## WHAT IS BEING ASKED
For the entries below, print exactly the lines between the line holding "assert_eq!(with_slash.target, without_slash.target);" and the line holding "let request = client.prepare(request);", inclusive, and nothing else.

=== Begin Enclosure ===

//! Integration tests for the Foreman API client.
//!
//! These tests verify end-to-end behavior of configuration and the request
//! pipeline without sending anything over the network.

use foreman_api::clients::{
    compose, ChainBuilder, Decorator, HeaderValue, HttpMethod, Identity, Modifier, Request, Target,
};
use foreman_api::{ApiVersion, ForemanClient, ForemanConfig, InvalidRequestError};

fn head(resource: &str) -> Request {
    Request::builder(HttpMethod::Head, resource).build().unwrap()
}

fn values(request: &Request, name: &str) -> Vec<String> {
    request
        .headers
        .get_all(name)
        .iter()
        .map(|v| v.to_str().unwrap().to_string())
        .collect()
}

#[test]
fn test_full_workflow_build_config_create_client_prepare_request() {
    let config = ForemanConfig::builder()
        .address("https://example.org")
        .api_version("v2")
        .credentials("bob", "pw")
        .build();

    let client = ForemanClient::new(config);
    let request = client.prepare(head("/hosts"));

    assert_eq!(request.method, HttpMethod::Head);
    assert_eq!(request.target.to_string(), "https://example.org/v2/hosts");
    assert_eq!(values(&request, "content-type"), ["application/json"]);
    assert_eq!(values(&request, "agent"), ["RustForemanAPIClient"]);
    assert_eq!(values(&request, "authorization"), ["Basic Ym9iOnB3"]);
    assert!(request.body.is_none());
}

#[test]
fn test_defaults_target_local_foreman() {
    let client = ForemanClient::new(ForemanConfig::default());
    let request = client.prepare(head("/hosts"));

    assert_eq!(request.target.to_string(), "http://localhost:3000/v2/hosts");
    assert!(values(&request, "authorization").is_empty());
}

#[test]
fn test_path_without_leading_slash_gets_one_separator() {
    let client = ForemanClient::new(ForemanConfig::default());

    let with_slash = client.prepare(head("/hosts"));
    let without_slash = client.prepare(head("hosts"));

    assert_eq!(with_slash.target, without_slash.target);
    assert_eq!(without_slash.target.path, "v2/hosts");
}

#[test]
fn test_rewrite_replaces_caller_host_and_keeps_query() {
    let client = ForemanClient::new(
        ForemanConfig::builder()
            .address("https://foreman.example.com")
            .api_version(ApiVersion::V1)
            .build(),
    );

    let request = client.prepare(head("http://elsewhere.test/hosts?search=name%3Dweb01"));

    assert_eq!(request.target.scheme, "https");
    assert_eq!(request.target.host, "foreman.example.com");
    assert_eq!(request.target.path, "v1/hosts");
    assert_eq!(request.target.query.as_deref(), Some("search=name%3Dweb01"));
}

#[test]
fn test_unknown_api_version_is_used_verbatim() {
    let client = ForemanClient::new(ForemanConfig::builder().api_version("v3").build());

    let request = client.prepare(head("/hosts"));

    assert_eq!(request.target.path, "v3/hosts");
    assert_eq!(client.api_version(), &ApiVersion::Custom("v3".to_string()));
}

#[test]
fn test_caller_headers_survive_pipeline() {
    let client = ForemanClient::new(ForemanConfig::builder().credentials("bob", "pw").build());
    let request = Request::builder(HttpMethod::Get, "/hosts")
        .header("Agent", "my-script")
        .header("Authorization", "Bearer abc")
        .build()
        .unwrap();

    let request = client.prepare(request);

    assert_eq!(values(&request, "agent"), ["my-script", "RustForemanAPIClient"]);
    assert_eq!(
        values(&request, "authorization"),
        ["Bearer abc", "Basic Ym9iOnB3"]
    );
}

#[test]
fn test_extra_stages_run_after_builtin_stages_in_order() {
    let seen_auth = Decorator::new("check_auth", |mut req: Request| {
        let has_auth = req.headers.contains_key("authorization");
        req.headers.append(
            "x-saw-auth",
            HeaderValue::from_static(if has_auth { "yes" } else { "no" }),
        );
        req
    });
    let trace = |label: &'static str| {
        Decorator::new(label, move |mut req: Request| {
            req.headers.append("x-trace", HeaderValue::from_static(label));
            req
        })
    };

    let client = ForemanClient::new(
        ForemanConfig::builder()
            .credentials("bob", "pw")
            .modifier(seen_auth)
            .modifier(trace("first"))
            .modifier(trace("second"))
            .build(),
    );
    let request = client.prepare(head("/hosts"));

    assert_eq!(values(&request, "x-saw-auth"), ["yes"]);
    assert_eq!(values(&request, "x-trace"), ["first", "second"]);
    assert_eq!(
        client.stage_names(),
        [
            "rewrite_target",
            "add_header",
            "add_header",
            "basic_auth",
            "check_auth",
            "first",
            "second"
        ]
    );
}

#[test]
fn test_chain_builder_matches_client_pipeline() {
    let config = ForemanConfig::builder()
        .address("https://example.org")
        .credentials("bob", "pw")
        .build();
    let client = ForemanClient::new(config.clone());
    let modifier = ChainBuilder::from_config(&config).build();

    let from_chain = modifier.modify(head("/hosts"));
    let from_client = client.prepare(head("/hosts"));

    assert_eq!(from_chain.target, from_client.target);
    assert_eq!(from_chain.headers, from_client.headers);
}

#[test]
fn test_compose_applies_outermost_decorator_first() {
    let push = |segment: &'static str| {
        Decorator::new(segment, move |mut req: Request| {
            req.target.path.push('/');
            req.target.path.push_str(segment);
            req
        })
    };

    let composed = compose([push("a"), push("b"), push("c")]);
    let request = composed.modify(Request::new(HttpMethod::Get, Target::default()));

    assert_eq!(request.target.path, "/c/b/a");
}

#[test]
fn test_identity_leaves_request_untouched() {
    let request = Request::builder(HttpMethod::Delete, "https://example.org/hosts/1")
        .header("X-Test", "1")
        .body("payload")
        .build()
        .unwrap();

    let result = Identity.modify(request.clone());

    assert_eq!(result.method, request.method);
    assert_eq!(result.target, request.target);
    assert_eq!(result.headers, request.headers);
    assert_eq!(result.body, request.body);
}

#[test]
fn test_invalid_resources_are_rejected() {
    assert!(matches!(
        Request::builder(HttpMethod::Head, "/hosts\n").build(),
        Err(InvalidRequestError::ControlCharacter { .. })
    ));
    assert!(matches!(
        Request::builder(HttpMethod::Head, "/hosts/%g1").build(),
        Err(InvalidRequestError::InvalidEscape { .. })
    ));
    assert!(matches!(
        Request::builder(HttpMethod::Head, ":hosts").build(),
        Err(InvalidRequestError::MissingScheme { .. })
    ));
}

=== End Enclosure ===
=== Begin Enclosure ===

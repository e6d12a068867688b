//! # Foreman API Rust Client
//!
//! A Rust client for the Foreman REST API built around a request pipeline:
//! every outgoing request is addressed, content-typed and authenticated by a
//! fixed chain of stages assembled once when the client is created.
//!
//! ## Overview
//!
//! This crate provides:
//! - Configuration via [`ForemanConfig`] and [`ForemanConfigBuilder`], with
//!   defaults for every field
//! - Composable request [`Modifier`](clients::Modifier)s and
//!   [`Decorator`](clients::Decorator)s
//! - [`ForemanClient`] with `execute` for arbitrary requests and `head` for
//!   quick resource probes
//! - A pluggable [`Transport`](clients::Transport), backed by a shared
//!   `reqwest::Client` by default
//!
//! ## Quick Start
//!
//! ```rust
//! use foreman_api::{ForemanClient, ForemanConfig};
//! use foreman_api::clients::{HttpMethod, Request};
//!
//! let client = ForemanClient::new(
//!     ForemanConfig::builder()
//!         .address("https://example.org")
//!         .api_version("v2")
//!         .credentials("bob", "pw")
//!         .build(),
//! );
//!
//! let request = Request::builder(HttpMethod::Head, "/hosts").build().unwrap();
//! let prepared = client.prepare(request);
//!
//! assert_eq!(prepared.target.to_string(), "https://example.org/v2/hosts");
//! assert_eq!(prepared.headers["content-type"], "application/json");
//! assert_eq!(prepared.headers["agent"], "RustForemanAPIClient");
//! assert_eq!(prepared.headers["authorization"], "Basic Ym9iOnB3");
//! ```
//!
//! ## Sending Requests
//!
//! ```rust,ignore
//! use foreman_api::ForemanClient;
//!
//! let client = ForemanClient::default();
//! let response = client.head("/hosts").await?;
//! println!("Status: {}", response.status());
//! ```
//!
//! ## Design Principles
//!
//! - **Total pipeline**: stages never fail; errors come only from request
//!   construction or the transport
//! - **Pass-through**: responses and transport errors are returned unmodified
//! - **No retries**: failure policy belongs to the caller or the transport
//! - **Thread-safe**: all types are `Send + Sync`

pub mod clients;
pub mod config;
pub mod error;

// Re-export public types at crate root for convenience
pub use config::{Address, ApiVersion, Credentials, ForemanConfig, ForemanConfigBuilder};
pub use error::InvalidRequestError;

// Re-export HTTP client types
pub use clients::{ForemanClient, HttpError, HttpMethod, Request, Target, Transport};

=== End Enclosure ===
=== Begin Enclosure ===

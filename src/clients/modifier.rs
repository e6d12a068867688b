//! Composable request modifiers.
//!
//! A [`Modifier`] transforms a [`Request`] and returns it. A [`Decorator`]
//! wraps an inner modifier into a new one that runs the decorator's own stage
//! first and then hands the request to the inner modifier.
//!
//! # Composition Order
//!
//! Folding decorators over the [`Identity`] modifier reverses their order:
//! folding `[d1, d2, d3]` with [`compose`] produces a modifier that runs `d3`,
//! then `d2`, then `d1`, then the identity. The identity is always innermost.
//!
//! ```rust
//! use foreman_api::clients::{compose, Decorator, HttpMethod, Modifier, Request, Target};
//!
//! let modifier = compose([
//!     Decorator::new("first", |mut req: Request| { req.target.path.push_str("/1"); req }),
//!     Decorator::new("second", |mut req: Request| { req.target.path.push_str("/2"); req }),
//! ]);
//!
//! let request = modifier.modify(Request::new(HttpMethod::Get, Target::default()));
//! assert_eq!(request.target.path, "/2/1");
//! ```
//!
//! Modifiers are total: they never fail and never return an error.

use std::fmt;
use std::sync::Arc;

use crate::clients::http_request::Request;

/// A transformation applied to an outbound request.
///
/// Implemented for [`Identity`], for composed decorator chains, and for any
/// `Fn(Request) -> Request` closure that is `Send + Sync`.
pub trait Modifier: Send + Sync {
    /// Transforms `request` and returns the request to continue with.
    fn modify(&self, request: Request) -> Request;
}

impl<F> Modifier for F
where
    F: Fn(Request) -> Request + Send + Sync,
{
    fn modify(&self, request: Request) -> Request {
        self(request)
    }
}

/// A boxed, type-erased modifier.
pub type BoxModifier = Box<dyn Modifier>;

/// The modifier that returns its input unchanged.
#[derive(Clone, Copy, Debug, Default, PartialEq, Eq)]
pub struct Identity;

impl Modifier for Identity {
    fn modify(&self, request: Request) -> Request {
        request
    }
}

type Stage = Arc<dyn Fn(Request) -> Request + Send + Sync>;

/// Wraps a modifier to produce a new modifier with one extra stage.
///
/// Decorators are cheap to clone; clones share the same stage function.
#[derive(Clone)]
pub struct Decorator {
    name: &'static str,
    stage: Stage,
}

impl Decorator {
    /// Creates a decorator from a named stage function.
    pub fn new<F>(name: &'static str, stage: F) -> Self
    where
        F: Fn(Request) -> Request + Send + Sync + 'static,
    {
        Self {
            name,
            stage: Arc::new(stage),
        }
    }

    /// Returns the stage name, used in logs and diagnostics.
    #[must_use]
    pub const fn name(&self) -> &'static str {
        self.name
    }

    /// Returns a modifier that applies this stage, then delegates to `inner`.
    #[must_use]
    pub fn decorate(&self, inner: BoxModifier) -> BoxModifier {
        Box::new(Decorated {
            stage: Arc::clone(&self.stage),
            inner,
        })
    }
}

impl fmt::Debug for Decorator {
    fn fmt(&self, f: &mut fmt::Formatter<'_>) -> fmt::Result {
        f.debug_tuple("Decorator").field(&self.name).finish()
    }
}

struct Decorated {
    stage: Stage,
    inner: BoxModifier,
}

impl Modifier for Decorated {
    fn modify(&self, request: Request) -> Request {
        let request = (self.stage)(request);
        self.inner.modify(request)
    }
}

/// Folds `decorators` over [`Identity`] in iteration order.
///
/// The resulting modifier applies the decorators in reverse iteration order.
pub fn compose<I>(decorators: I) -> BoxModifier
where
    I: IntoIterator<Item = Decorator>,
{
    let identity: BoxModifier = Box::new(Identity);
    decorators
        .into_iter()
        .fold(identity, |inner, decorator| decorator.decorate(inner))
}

=== End Enclosure ===

## RESPONSE TO THE TASK
    assert_eq!(with_slash.target, without_slash.target);
    assert_eq!(without_slash.target.path, "v2/hosts");
}

#[test]
fn test_rewrite_replaces_caller_host_and_keeps_query() {
    let client = ForemanClient::new(
        ForemanConfig::builder()
            .address("https://foreman.example.com")
            .api_version(ApiVersion::V1)
            .build(),
    );

    let request = client.prepare(head("http://elsewhere.test/hosts?search=name%3Dweb01"));

    assert_eq!(request.target.scheme, "https");
    assert_eq!(request.target.host, "foreman.example.com");
    assert_eq!(request.target.path, "v1/hosts");
    assert_eq!(request.target.query.as_deref(), Some("search=name%3Dweb01"));
}

#[test]
fn test_unknown_api_version_is_used_verbatim() {
    let client = ForemanClient::new(ForemanConfig::builder().api_version("v3").build());

    let request = client.prepare(head("/hosts"));

    assert_eq!(request.target.path, "v3/hosts");
    assert_eq!(client.api_version(), &ApiVersion::Custom("v3".to_string()));
}

#[test]
fn test_caller_headers_survive_pipeline() {
    let client = ForemanClient::new(ForemanConfig::builder().credentials("bob", "pw").build());
    let request = Request::builder(HttpMethod::Get, "/hosts")
        .header("Agent", "my-script")
        .header("Authorization", "Bearer abc")
        .build()
        .unwrap();

    let request = client.prepare(request);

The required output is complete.